§ TASK GOAL
All lines holding the word "written" should be located in the records and copied.

------ MATERIAL FOR THIS TASK

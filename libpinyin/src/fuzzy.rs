//! Fuzzy spelling alternatives for pinyin syllables.
//!
//! Rules come from the engine's [`FuzzyFlags`]. Initial rules swap the
//! leading consonant (`z` and `zh`, `l` and `n`, ...), final rules swap the
//! nasal ending (`an` and `ang`, ...). Both directions apply, and an initial
//! swap may combine with a final swap. The caller filters out spellings that
//! are not real syllables.

use imsession_core::FuzzyFlags;

/// Score penalty applied to a candidate found through a fuzzy spelling.
pub const FUZZY_PENALTY: f32 = 1.0;

const INITIAL_RULES: &[(FuzzyFlags, &str, &str)] = &[
    (FuzzyFlags::C_CH, "c", "ch"),
    (FuzzyFlags::S_SH, "s", "sh"),
    (FuzzyFlags::Z_ZH, "z", "zh"),
    (FuzzyFlags::L_N, "l", "n"),
    (FuzzyFlags::F_H, "f", "h"),
    (FuzzyFlags::L_R, "l", "r"),
];

const FINAL_RULES: &[(FuzzyFlags, &str, &str)] = &[
    (FuzzyFlags::AN_ANG, "an", "ang"),
    (FuzzyFlags::EN_ENG, "en", "eng"),
    (FuzzyFlags::IN_ING, "in", "ing"),
];

#[derive(Debug, Clone, Copy, Default, PartialEq, Eq)]
pub struct FuzzyMap {
    flags: Option<FuzzyFlags>,
}

impl FuzzyMap {
    pub fn new(flags: FuzzyFlags) -> Self {
        Self {
            flags: (!flags.is_empty()).then_some(flags),
        }
    }

    pub fn is_enabled(&self) -> bool {
        self.flags.is_some()
    }

    /// Alternate spellings of `syllable`, excluding the syllable itself.
    pub fn alternatives(&self, syllable: &str) -> Vec<String> {
        let Some(flags) = self.flags else {
            return Vec::new();
        };

        let mut initials = vec![syllable.to_string()];
        for &(flag, a, b) in INITIAL_RULES {
            if flags.contains(flag) {
                swap_prefix(syllable, a, b, &mut initials);
            }
        }

        let mut out = initials.clone();
        for spelling in &initials {
            for &(flag, a, b) in FINAL_RULES {
                if flags.contains(flag) {
                    swap_suffix(spelling, a, b, &mut out);
                }
            }
        }

        out.retain(|s| s != syllable);
        out
    }
}

fn push_unique(out: &mut Vec<String>, candidate: String) {
    if !out.contains(&candidate) {
        out.push(candidate);
    }
}

fn swap_prefix(syllable: &str, a: &str, b: &str, out: &mut Vec<String>) {
    // the longer spelling first so "zh" is not read as "z" + "h"
    let (short, long) = if a.len() <= b.len() { (a, b) } else { (b, a) };
    if let Some(rest) = syllable.strip_prefix(long) {
        push_unique(out, format!("{short}{rest}"));
    } else if let Some(rest) = syllable.strip_prefix(short) {
        push_unique(out, format!("{long}{rest}"));
    }
}

fn swap_suffix(syllable: &str, a: &str, b: &str, out: &mut Vec<String>) {
    let (short, long) = if a.len() <= b.len() { (a, b) } else { (b, a) };
    if let Some(stem) = syllable.strip_suffix(long) {
        push_unique(out, format!("{stem}{short}"));
    } else if let Some(stem) = syllable.strip_suffix(short) {
        push_unique(out, format!("{stem}{long}"));
    }
}

#[cfg(test)]
mod tests {
    use super::*;

    #[test]
    fn test_disabled_map_has_no_alternatives() {
        let map = FuzzyMap::new(FuzzyFlags::empty());
        assert!(!map.is_enabled());
        assert!(map.alternatives("zhong").is_empty());
    }

    #[test]
    fn test_initial_swaps_both_ways() {
        let map = FuzzyMap::new(FuzzyFlags::Z_ZH);
        assert_eq!(map.alternatives("zhong"), vec!["zong"]);
        assert_eq!(map.alternatives("zong"), vec!["zhong"]);
        assert!(map.alternatives("cong").is_empty());
    }

    #[test]
    fn test_final_swaps() {
        let map = FuzzyMap::new(FuzzyFlags::AN_ANG | FuzzyFlags::IN_ING);
        assert_eq!(map.alternatives("xian"), vec!["xiang"]);
        assert_eq!(map.alternatives("ping"), vec!["pin"]);
    }

    #[test]
    fn test_combined_rules() {
        let map = FuzzyMap::new(FuzzyFlags::S_SH | FuzzyFlags::EN_ENG);
        let alts = map.alternatives("shen");
        assert!(alts.contains(&"sen".to_string()));
        assert!(alts.contains(&"sheng".to_string()));
        assert!(alts.contains(&"seng".to_string()));
        assert!(!alts.contains(&"shen".to_string()));
    }

    #[test]
    fn test_l_shared_by_two_rules() {
        let map = FuzzyMap::new(FuzzyFlags::L_N | FuzzyFlags::L_R);
        let alts = map.alternatives("lu");
        assert_eq!(alts, vec!["nu", "ru"]);
    }
}
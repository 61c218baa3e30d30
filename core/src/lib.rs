//! imsession-core
//!
//! Input method session controller shared by engine crates (imsession-pinyin).
//!
//! A host hands raw key events and focus notifications to a [`Session`];
//! the session decides whether each key is consumed, drives a per-session
//! composition over a shared [`ConversionEngine`], and tells a
//! [`PresentationSink`] what to show.
//!
//! Public API:
//! - `SessionHost` - Shared engine bring-up and session creation
//! - `Session` - Key routing, mode switching, selection and focus handling
//! - `ConversionEngine` / `ConversionContext` - Seams to the conversion engine
//! - `PresentationSink` - Display primitives implemented by the host
//! - `Config` - Configuration loaded from TOML
use anyhow::Context;
use serde::{Deserialize, Serialize};
use std::ffi::OsString;
use std::path::{Path, PathBuf};
use std::time::Duration;

pub mod keys;
pub use keys::{keysym, keysym_from_name, KeyEvent, KeyResult, Modifiers, UnknownKey};

pub mod mode;
pub use mode::{InputMode, ModeController, ModeIndicator};

pub mod candidate;
pub use candidate::{Candidate, CandidatePager};

pub mod punctuation;
pub use punctuation::PunctuationMap;

pub mod engine;
pub use engine::{ConversionContext, ConversionEngine, FuzzyFlags};

pub mod composition;
pub use composition::{CompositionBuffer, Selection};

pub mod registry;
pub use registry::SessionRegistry;

pub mod presentation;
pub use presentation::{BannerTimer, Preedit, PreeditStyle, PresentationSink, Presenter, View};

pub mod router;
pub use router::{route, Decision, Route, RouteState};

pub mod session;
pub use session::{Session, PRIMARY_BUTTON};

pub mod host;
pub use host::SessionHost;

/// Environment variable overriding the configured log filter.
pub const LOG_ENV: &str = "IMSESSION_LOG";

/// Environment variable naming the directory relative dictionary paths are
/// resolved against.
pub const DATA_DIR_ENV: &str = "IMSESSION_DATA_DIR";

const DEFAULT_LOG_LEVEL: &str = "warn";

const CONFIG_FILE_NAME: &str = "imsession.toml";

/// Session controller configuration.
///
/// Every field has a default, so a partial (or empty) TOML file is valid.
#[derive(Debug, Clone, PartialEq, Deserialize, Serialize)]
#[serde(default)]
pub struct Config {
    /// Candidates shown per page
    pub page_size: usize,
    /// Whole-sentence candidates the engine should produce
    pub nbest: usize,
    /// Fuzzy rule names, e.g. `["Z_ZH", "C_CH"]`
    pub fuzzy_flags: Vec<String>,
    /// System dictionary. Relative paths resolve against `IMSESSION_DATA_DIR`.
    #[serde(skip_serializing_if = "Option::is_none")]
    pub dictionary: Option<PathBuf>,
    /// Log filter directive, e.g. `"info"` or `"imsession_core=debug"`
    #[serde(skip_serializing_if = "Option::is_none")]
    pub log_level: Option<String>,
    /// Clients whose mode is remembered across focus changes
    pub registry_capacity: usize,
    /// How long the mode banner stays up after a switch
    pub banner_timeout_ms: u64,
}

impl Default for Config {
    fn default() -> Self {
        Self {
            page_size: 9,
            nbest: 3,
            fuzzy_flags: vec![],
            dictionary: None,
            log_level: None,
            registry_capacity: 1024,
            banner_timeout_ms: 1000,
        }
    }
}

impl Config {
    /// Load configuration from a TOML file.
    pub fn load_toml<P: AsRef<Path>>(path: P) -> anyhow::Result<Self> {
        let path = path.as_ref();
        let content = std::fs::read_to_string(path)
            .with_context(|| format!("failed to read {}", path.display()))?;
        let config = Self::from_toml_str(&content)
            .with_context(|| format!("invalid config {}", path.display()))?;
        Ok(config)
    }

    /// Load from `path`, falling back to defaults if the file does not exist.
    pub fn load_or_default<P: AsRef<Path>>(path: P) -> anyhow::Result<Self> {
        let path = path.as_ref();
        if !path.exists() {
            tracing::debug!(path = %path.display(), "no config file, using defaults");
            return Ok(Self::default());
        }
        Self::load_toml(path)
    }

    /// Save configuration to a TOML file.
    pub fn save_toml<P: AsRef<Path>>(&self, path: P) -> anyhow::Result<()> {
        std::fs::write(path, self.to_toml_string()?)?;
        Ok(())
    }

    pub fn from_toml_str(content: &str) -> Result<Self, toml::de::Error> {
        toml::from_str(content)
    }

    pub fn to_toml_string(&self) -> Result<String, toml::ser::Error> {
        toml::to_string_pretty(self)
    }

    /// `$XDG_CONFIG_HOME/imsession.toml`, then `$HOME/.config/imsession.toml`,
    /// then the same file in the temp directory.
    pub fn default_path() -> PathBuf {
        Self::config_path_from(
            std::env::var_os("XDG_CONFIG_HOME"),
            std::env::var_os("HOME"),
        )
    }

    fn config_path_from(xdg: Option<OsString>, home: Option<OsString>) -> PathBuf {
        let base = xdg
            .filter(|v| !v.is_empty())
            .map(PathBuf::from)
            .or_else(|| {
                home.filter(|v| !v.is_empty())
                    .map(|home| PathBuf::from(home).join(".config"))
            })
            .unwrap_or_else(std::env::temp_dir);
        base.join(CONFIG_FILE_NAME)
    }

    pub fn page_size(&self) -> usize {
        self.page_size.max(1)
    }

    pub fn nbest(&self) -> usize {
        self.nbest.max(1)
    }

    pub fn registry_capacity(&self) -> usize {
        self.registry_capacity.max(1)
    }

    pub fn banner_timeout(&self) -> Duration {
        Duration::from_millis(self.banner_timeout_ms)
    }

    pub fn fuzzy_flags(&self) -> FuzzyFlags {
        FuzzyFlags::from_names(&self.fuzzy_flags)
    }

    /// Dictionary path with `IMSESSION_DATA_DIR` applied.
    pub fn dictionary_path(&self) -> Option<PathBuf> {
        let data_dir = std::env::var_os(DATA_DIR_ENV).map(PathBuf::from);
        self.resolve_dictionary(data_dir.as_deref())
    }

    fn resolve_dictionary(&self, data_dir: Option<&Path>) -> Option<PathBuf> {
        let path = self.dictionary.as_ref()?;
        match data_dir {
            Some(dir) if path.is_relative() => Some(dir.join(path)),
            _ => Some(path.clone()),
        }
    }

    /// Log filter: `IMSESSION_LOG`, then `log_level`, then `warn`.
    pub fn log_directive(&self) -> String {
        self.directive_with(std::env::var(LOG_ENV).ok())
    }

    fn directive_with(&self, env: Option<String>) -> String {
        env.filter(|v| !v.trim().is_empty())
            .or_else(|| self.log_level.clone())
            .unwrap_or_else(|| DEFAULT_LOG_LEVEL.to_string())
    }
}

#[cfg(test)]
mod tests {
    use super::*;

    #[test]
    fn test_defaults() {
        let config = Config::default();
        assert_eq!(config.page_size(), 9);
        assert_eq!(config.nbest(), 3);
        assert_eq!(config.registry_capacity(), 1024);
        assert_eq!(config.banner_timeout(), Duration::from_secs(1));
        assert!(config.fuzzy_flags().is_empty());
    }

    #[test]
    fn test_partial_toml() {
        let config = Config::from_toml_str(
            r#"
            page_size = 5
            fuzzy_flags = ["Z_ZH", "C_CH", "Unknown"]
            "#,
        )
        .unwrap();
        assert_eq!(config.page_size(), 5);
        assert_eq!(config.nbest(), 3);
        assert_eq!(config.fuzzy_flags(), FuzzyFlags::Z_ZH | FuzzyFlags::C_CH);
    }

    #[test]
    fn test_zero_values_are_clamped() {
        let config = Config::from_toml_str("page_size = 0\nnbest = 0").unwrap();
        assert_eq!(config.page_size(), 1);
        assert_eq!(config.nbest(), 1);
    }

    #[test]
    fn test_toml_survives_save_and_load() {
        let config = Config {
            page_size: 7,
            dictionary: Some(PathBuf::from("pinyin.dict")),
            log_level: Some("debug".into()),
            ..Config::default()
        };
        let text = config.to_toml_string().unwrap();
        assert_eq!(Config::from_toml_str(&text).unwrap(), config);

        let path = std::env::temp_dir().join(format!("imsession-config-{}.toml", std::process::id()));
        config.save_toml(&path).unwrap();
        assert_eq!(Config::load_toml(&path).unwrap(), config);
        let _ = std::fs::remove_file(&path);
    }

    #[test]
    fn test_missing_file_means_defaults() {
        let config = Config::load_or_default("/nonexistent/imsession/config.toml").unwrap();
        assert_eq!(config, Config::default());
        assert!(Config::load_toml("/nonexistent/imsession/config.toml").is_err());
    }

    #[test]
    fn test_malformed_file_is_an_error() {
        assert!(Config::from_toml_str("page_size = \"nine\"").is_err());
    }

    #[test]
    fn test_default_path_fallbacks() {
        assert_eq!(
            Config::config_path_from(Some("/xdg".into()), Some("/home/u".into())),
            PathBuf::from("/xdg/imsession.toml")
        );
        assert_eq!(
            Config::config_path_from(Some("".into()), Some("/home/u".into())),
            PathBuf::from("/home/u/.config/imsession.toml")
        );
        assert_eq!(
            Config::config_path_from(None, None),
            std::env::temp_dir().join("imsession.toml")
        );
    }

    #[test]
    fn test_dictionary_resolution() {
        let relative = Config {
            dictionary: Some(PathBuf::from("pinyin.dict")),
            ..Config::default()
        };
        assert_eq!(
            relative.resolve_dictionary(Some(Path::new("/usr/share/imsession"))),
            Some(PathBuf::from("/usr/share/imsession/pinyin.dict"))
        );
        assert_eq!(
            relative.resolve_dictionary(None),
            Some(PathBuf::from("pinyin.dict"))
        );

        let absolute = Config {
            dictionary: Some(PathBuf::from("/opt/pinyin.dict")),
            ..Config::default()
        };
        assert_eq!(
            absolute.resolve_dictionary(Some(Path::new("/usr/share"))),
            Some(PathBuf::from("/opt/pinyin.dict"))
        );
        assert_eq!(Config::default().resolve_dictionary(None), None);
    }

    #[test]
    fn test_log_directive_precedence() {
        let config = Config {
            log_level: Some("info".into()),
            ..Config::default()
        };
        assert_eq!(config.directive_with(Some("debug".into())), "debug");
        assert_eq!(config.directive_with(Some(" ".into())), "info");
        assert_eq!(config.directive_with(None), "info");
        assert_eq!(Config::default().directive_with(None), "warn");
    }
}
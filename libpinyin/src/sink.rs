//! Presentation sink that writes each display operation as a JSON line.

use std::io::Write;

use imsession_core::{Preedit, PresentationSink};
use serde::Serialize;

/// One display operation, as printed by the console host.
#[derive(Debug, Clone, PartialEq, Eq, Serialize)]
#[serde(tag = "op", rename_all = "snake_case")]
pub enum SinkEvent {
    ShowPreedit { text: String, cursor: usize },
    HidePreedit,
    ShowCandidates { items: Vec<String> },
    HideCandidates,
    ShowBanner { text: String },
    HideBanner,
    ModeIndicator { label: String, checked: bool },
    Commit { text: String },
    /// Outcome of a key press; not a sink call, emitted by the host.
    Key { name: String, handled: bool },
}

#[derive(Debug)]
pub struct JsonSink<W> {
    out: W,
}

impl<W: Write> JsonSink<W> {
    pub fn new(out: W) -> Self {
        Self { out }
    }

    pub fn get_ref(&self) -> &W {
        &self.out
    }

    pub fn into_inner(self) -> W {
        self.out
    }

    pub fn emit(&mut self, event: &SinkEvent) {
        let written = serde_json::to_string(event)
            .map_err(anyhow::Error::from)
            .and_then(|line| writeln!(self.out, "{line}").map_err(anyhow::Error::from));
        if let Err(e) = written {
            tracing::warn!(error = %e, "failed to write sink event");
        }
    }
}

impl<W: Write> PresentationSink for JsonSink<W> {
    fn show_preedit(&mut self, preedit: &Preedit) {
        self.emit(&SinkEvent::ShowPreedit {
            text: preedit.text.clone(),
            cursor: preedit.cursor,
        });
    }

    fn hide_preedit(&mut self) {
        self.emit(&SinkEvent::HidePreedit);
    }

    fn show_candidate_page(&mut self, items: &[String]) {
        self.emit(&SinkEvent::ShowCandidates {
            items: items.to_vec(),
        });
    }

    fn hide_candidates(&mut self) {
        self.emit(&SinkEvent::HideCandidates);
    }

    fn show_auxiliary_banner(&mut self, text: &str) {
        self.emit(&SinkEvent::ShowBanner { text: text.into() });
    }

    fn hide_auxiliary_banner(&mut self) {
        self.emit(&SinkEvent::HideBanner);
    }

    fn set_mode_indicator(&mut self, label: &str, checked: bool) {
        self.emit(&SinkEvent::ModeIndicator {
            label: label.into(),
            checked,
        });
    }

    fn commit_text(&mut self, text: &str) {
        self.emit(&SinkEvent::Commit { text: text.into() });
    }
}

------------

§ OUTPUT OF THE EXERCISE
        let written = serde_json::to_string(event)
        if let Err(e) = written {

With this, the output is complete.